====== INPUT DATA ======

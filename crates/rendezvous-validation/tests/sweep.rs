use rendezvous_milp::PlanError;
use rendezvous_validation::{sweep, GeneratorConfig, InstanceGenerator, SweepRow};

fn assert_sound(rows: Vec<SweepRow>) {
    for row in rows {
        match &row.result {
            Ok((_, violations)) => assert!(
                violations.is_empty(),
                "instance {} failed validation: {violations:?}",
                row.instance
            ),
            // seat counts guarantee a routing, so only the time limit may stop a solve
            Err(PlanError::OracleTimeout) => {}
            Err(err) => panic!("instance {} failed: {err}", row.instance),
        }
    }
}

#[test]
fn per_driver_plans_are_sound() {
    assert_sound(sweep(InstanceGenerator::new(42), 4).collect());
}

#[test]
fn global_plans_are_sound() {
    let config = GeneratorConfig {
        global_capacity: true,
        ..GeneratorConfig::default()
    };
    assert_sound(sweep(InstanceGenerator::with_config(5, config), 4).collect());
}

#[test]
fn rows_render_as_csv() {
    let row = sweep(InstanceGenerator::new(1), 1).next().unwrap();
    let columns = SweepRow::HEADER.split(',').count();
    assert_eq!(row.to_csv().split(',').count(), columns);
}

======
====== INPUT DATA ======

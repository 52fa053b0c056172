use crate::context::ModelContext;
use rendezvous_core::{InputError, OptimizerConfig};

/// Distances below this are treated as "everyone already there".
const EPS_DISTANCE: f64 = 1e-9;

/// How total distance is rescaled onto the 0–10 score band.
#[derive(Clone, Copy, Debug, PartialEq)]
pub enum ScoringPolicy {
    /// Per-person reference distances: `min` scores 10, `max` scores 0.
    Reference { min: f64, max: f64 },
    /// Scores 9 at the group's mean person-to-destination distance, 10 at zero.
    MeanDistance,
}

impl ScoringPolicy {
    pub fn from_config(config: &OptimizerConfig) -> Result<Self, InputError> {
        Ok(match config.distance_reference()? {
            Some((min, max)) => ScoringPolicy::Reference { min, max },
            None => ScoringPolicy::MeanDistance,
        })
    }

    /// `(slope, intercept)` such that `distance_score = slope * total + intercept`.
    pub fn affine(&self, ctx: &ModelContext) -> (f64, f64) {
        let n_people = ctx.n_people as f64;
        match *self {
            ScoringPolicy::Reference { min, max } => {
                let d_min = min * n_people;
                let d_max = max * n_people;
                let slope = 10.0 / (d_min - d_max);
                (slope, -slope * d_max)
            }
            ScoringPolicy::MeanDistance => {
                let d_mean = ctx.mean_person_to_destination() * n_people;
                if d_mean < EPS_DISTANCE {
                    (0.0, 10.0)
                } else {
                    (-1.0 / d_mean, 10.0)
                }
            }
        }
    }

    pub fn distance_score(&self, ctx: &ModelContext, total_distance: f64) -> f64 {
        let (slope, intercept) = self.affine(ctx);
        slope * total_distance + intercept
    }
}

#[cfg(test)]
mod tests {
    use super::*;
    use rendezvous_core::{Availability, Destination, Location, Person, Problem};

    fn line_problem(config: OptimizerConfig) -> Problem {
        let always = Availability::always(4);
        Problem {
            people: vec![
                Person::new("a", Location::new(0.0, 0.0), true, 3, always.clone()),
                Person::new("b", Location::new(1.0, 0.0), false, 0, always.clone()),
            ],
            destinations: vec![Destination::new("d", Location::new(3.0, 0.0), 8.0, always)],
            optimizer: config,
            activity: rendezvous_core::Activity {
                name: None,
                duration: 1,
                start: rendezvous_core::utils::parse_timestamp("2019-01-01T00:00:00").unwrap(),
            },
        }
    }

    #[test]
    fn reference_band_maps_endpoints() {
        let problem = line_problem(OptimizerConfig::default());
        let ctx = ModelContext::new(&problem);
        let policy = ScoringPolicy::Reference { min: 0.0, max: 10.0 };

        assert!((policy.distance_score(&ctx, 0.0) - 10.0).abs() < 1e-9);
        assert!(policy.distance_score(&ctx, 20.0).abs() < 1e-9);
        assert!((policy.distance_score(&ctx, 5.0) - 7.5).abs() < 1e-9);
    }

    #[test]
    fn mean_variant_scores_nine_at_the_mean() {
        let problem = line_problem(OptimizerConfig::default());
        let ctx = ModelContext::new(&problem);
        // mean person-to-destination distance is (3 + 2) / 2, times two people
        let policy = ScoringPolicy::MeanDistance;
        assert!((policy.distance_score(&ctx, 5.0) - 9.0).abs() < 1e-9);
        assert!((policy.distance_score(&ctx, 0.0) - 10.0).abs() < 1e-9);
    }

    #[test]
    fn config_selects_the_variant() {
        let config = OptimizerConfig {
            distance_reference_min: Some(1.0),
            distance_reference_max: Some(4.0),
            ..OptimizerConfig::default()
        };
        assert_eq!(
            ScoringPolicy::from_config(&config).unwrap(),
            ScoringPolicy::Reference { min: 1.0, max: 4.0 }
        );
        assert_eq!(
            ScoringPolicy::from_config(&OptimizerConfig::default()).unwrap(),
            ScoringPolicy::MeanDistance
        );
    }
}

======
====== INPUT DATA ======

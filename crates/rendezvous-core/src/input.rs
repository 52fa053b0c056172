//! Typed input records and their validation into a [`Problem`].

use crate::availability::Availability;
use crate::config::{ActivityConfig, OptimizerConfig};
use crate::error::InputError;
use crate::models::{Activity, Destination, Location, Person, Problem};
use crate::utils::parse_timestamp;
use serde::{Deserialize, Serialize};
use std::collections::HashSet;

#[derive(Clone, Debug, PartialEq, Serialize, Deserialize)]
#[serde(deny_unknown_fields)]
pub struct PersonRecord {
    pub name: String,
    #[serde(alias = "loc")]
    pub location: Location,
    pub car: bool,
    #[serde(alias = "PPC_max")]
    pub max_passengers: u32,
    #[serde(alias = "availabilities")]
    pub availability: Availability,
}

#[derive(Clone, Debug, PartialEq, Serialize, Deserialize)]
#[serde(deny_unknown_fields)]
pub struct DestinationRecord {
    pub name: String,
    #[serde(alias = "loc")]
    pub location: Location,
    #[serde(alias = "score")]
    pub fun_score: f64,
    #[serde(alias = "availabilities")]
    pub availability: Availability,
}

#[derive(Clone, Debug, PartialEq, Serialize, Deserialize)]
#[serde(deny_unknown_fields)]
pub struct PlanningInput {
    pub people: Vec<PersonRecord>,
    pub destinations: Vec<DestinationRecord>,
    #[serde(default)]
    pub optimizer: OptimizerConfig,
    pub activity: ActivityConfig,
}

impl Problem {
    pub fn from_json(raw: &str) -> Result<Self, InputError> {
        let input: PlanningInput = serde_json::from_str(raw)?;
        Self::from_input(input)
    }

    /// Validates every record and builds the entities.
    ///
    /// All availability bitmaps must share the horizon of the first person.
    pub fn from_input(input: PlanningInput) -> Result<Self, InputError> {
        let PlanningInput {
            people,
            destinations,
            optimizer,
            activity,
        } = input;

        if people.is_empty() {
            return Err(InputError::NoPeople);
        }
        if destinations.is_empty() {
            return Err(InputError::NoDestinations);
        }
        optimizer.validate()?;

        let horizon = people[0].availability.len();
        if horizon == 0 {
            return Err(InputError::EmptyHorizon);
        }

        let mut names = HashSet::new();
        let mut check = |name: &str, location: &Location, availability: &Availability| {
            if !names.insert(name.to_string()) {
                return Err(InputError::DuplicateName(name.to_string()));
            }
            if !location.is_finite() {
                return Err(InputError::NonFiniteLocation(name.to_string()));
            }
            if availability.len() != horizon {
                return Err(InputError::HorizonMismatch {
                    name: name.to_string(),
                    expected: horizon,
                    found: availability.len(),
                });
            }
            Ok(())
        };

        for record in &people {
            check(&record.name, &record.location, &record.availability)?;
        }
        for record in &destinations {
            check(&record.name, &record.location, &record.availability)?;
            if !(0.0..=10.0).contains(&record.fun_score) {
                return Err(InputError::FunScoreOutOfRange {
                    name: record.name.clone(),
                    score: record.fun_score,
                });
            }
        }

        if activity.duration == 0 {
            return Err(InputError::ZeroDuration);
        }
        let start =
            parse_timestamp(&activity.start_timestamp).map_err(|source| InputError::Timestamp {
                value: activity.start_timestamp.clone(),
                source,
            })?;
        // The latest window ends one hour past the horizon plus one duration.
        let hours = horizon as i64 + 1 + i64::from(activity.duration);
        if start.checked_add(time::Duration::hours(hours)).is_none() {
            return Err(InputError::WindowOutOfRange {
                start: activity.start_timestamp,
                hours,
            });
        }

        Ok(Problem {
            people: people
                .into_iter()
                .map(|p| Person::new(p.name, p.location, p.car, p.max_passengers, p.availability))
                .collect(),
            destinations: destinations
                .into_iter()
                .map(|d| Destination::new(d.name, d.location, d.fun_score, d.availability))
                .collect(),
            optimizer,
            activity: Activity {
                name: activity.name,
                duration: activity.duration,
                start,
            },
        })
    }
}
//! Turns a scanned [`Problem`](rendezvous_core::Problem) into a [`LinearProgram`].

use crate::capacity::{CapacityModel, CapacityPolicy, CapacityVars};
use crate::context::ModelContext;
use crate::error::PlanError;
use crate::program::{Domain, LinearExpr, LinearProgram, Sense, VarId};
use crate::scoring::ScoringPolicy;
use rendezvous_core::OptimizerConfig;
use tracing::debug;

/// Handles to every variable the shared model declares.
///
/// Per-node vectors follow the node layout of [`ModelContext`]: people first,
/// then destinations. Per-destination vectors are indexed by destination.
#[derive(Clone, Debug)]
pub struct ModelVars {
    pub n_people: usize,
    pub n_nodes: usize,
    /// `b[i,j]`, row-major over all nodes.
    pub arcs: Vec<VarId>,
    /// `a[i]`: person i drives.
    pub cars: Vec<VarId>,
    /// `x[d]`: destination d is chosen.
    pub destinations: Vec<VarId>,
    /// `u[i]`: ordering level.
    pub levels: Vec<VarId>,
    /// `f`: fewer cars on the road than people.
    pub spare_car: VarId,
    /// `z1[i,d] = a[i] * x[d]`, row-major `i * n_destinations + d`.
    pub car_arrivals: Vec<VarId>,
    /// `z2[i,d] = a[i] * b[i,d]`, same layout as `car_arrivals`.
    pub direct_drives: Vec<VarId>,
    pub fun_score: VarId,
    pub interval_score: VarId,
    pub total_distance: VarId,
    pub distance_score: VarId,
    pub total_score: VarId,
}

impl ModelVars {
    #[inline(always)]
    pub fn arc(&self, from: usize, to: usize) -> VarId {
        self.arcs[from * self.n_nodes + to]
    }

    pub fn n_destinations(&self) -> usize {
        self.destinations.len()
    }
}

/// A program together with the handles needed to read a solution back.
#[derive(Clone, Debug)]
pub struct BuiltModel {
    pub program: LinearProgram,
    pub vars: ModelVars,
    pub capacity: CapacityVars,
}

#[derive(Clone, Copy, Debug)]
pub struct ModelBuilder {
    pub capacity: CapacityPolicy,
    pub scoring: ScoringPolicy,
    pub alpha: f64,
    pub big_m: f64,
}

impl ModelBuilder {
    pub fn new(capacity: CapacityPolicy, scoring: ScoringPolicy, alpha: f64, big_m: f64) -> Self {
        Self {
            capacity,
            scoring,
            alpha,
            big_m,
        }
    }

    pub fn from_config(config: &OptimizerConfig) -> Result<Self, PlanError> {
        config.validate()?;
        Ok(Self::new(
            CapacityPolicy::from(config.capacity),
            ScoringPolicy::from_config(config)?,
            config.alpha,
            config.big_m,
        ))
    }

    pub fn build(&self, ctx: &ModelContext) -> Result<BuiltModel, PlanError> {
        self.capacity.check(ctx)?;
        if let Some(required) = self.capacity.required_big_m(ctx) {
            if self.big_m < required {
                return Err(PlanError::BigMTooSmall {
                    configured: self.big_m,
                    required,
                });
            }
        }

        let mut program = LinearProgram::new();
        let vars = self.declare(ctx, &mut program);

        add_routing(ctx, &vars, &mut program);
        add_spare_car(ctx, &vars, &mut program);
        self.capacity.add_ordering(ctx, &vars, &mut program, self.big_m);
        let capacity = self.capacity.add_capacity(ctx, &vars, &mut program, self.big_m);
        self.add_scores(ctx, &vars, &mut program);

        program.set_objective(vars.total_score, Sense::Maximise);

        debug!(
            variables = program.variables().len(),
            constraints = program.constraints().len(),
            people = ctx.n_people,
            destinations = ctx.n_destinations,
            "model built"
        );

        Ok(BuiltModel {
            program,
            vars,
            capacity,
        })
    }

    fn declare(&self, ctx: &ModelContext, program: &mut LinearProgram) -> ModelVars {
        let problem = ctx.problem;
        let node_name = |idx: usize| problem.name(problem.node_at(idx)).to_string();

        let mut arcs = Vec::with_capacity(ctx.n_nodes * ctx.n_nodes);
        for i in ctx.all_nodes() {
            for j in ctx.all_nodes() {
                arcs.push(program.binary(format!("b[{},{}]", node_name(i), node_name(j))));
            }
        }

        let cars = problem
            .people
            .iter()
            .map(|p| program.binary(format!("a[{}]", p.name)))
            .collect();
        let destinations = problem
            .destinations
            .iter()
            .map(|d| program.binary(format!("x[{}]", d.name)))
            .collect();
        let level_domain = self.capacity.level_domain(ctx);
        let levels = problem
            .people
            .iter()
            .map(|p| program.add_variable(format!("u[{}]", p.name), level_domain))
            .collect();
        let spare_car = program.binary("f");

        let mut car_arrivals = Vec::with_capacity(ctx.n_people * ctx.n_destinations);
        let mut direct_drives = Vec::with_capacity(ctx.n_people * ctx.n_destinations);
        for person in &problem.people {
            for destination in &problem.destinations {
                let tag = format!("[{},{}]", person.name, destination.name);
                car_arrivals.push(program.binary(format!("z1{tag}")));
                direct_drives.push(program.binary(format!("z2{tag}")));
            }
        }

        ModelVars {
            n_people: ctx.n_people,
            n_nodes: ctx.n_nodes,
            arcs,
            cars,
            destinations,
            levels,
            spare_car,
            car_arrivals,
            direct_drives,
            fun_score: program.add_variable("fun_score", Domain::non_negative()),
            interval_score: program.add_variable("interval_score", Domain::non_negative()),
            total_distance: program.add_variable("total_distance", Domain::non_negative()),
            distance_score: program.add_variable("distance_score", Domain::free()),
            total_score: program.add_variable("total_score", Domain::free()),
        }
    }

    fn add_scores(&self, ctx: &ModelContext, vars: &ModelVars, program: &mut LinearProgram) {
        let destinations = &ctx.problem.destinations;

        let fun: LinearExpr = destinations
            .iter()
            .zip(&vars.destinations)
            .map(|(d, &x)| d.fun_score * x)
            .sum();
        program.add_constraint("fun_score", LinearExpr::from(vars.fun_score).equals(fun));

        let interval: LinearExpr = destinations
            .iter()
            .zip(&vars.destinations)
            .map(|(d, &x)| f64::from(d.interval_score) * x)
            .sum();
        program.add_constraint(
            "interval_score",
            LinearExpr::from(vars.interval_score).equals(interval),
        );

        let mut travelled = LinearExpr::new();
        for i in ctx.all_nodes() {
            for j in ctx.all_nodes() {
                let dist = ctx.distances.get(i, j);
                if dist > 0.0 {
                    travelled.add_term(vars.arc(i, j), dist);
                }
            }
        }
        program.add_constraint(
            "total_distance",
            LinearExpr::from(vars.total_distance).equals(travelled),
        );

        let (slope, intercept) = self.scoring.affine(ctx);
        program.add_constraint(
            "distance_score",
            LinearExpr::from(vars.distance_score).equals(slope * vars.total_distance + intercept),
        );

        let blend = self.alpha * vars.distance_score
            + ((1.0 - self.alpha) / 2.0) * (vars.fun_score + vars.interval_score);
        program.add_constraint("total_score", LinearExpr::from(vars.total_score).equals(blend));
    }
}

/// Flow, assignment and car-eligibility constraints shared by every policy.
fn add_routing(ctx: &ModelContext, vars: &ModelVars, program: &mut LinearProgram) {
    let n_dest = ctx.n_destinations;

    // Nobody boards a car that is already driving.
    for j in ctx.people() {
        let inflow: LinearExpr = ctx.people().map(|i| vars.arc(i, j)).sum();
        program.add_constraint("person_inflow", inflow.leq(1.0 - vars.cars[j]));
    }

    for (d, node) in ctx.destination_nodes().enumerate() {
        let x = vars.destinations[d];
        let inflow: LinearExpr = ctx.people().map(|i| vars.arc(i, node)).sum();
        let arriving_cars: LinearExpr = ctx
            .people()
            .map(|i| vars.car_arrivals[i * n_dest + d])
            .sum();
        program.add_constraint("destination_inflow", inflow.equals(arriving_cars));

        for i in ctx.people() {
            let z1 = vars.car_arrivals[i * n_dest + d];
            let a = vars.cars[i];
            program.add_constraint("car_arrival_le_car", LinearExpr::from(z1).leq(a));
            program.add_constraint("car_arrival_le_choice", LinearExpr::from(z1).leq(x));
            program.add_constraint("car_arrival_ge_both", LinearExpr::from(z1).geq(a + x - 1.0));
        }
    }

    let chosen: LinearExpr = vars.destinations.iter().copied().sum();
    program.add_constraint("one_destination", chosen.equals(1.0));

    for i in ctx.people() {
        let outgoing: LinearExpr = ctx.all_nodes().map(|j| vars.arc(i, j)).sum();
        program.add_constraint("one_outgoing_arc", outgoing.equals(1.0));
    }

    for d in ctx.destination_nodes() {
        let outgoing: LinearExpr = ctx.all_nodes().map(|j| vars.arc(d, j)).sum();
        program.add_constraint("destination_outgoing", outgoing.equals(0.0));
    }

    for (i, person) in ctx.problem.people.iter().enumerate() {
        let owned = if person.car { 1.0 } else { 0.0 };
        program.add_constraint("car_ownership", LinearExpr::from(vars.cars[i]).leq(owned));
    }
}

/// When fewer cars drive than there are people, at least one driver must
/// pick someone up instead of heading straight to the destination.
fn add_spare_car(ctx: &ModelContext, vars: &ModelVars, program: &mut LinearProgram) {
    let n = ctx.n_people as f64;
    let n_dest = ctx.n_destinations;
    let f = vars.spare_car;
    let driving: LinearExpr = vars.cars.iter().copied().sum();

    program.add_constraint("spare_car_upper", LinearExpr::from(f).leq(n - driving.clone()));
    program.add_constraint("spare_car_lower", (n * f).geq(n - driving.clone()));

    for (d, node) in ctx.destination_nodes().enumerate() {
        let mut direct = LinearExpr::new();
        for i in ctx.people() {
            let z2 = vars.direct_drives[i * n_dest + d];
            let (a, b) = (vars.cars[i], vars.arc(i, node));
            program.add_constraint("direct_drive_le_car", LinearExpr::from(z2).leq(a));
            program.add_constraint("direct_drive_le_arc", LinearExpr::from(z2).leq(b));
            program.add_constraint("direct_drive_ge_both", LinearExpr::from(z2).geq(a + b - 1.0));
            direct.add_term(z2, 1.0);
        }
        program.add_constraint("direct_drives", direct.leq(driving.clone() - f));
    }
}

======

HOW TO COMPLETE THIS TASK: The word "constraints" is the filter: copy every line of the listing above that contains it.

RESPONSE:
            constraints = program.constraints().len(),
/// Flow, assignment and car-eligibility constraints shared by every policy.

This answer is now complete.